**TASK TO CARRY OUT:** Output only the lines of the entries that follow, starting at the one with "alias for convenience" and running down to the one with "pub mod volatility;", both included and unchanged.

=== MATERIAL PROVIDED ===

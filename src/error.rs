//! Error types for the rating engine
//!
//! This module defines all error types using anyhow for consistent error handling
//! throughout the crate.

use crate::types::GameId;

/// Result type alias for convenience
pub type Result<T> = anyhow::Result<T>;

/// Custom error types for specific rating-engine failures
#[derive(Debug, thiserror::Error)]
pub enum RatingError {
    #[error("game {game_id} must have exactly 10 players, got {player_count}")]
    MalformedGame { game_id: GameId, player_count: usize },

    #[error("game {game_id} arrived out of order (last processed game was {last_game_id})")]
    OutOfOrderGame { game_id: GameId, last_game_id: GameId },

    #[error("volatility solver failed to converge after {iterations} iterations")]
    SolverDiverged { iterations: u32 },

    #[error("configuration error: {message}")]
    ConfigurationError { message: String },
}
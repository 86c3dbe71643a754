//! Glicko-2 rating mathematics
//!
//! The update machinery works on the internal (mu, phi) scale described in
//! the Glicko-2 paper; the public 1500-centered scale exists only for
//! human-readable output.
//!
//! Reference: http://www.glicko.net/glicko/glicko2.pdf

pub mod math;
pub mod scale;
pub mod update;
pub mod volatility;

// Re-export commonly used items
pub use scale::{Glicko2Scale, GLICKO2_SCALE};
pub use update::update_rating;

===

**TASK RESULT:**
/// Result type alias for convenience
pub type Result<T> = anyhow::Result<T>;

/// Custom error types for specific rating-engine failures
#[derive(Debug, thiserror::Error)]
pub enum RatingError {
    #[error("game {game_id} must have exactly 10 players, got {player_count}")]
    MalformedGame { game_id: GameId, player_count: usize },

    #[error("game {game_id} arrived out of order (last processed game was {last_game_id})")]
    OutOfOrderGame { game_id: GameId, last_game_id: GameId },

    #[error("volatility solver failed to converge after {iterations} iterations")]
    SolverDiverged { iterations: u32 },

    #[error("configuration error: {message}")]
    ConfigurationError { message: String },
}
repository 86c3dbe71643a754
//! Glicko-2 rating mathematics
//!
//! The update machinery works on the internal (mu, phi) scale described in
//! the Glicko-2 paper; the public 1500-centered scale exists only for
//! human-readable output.
//!
//! Reference: http://www.glicko.net/glicko/glicko2.pdf

pub mod math;
pub mod scale;
pub mod update;
pub mod volatility;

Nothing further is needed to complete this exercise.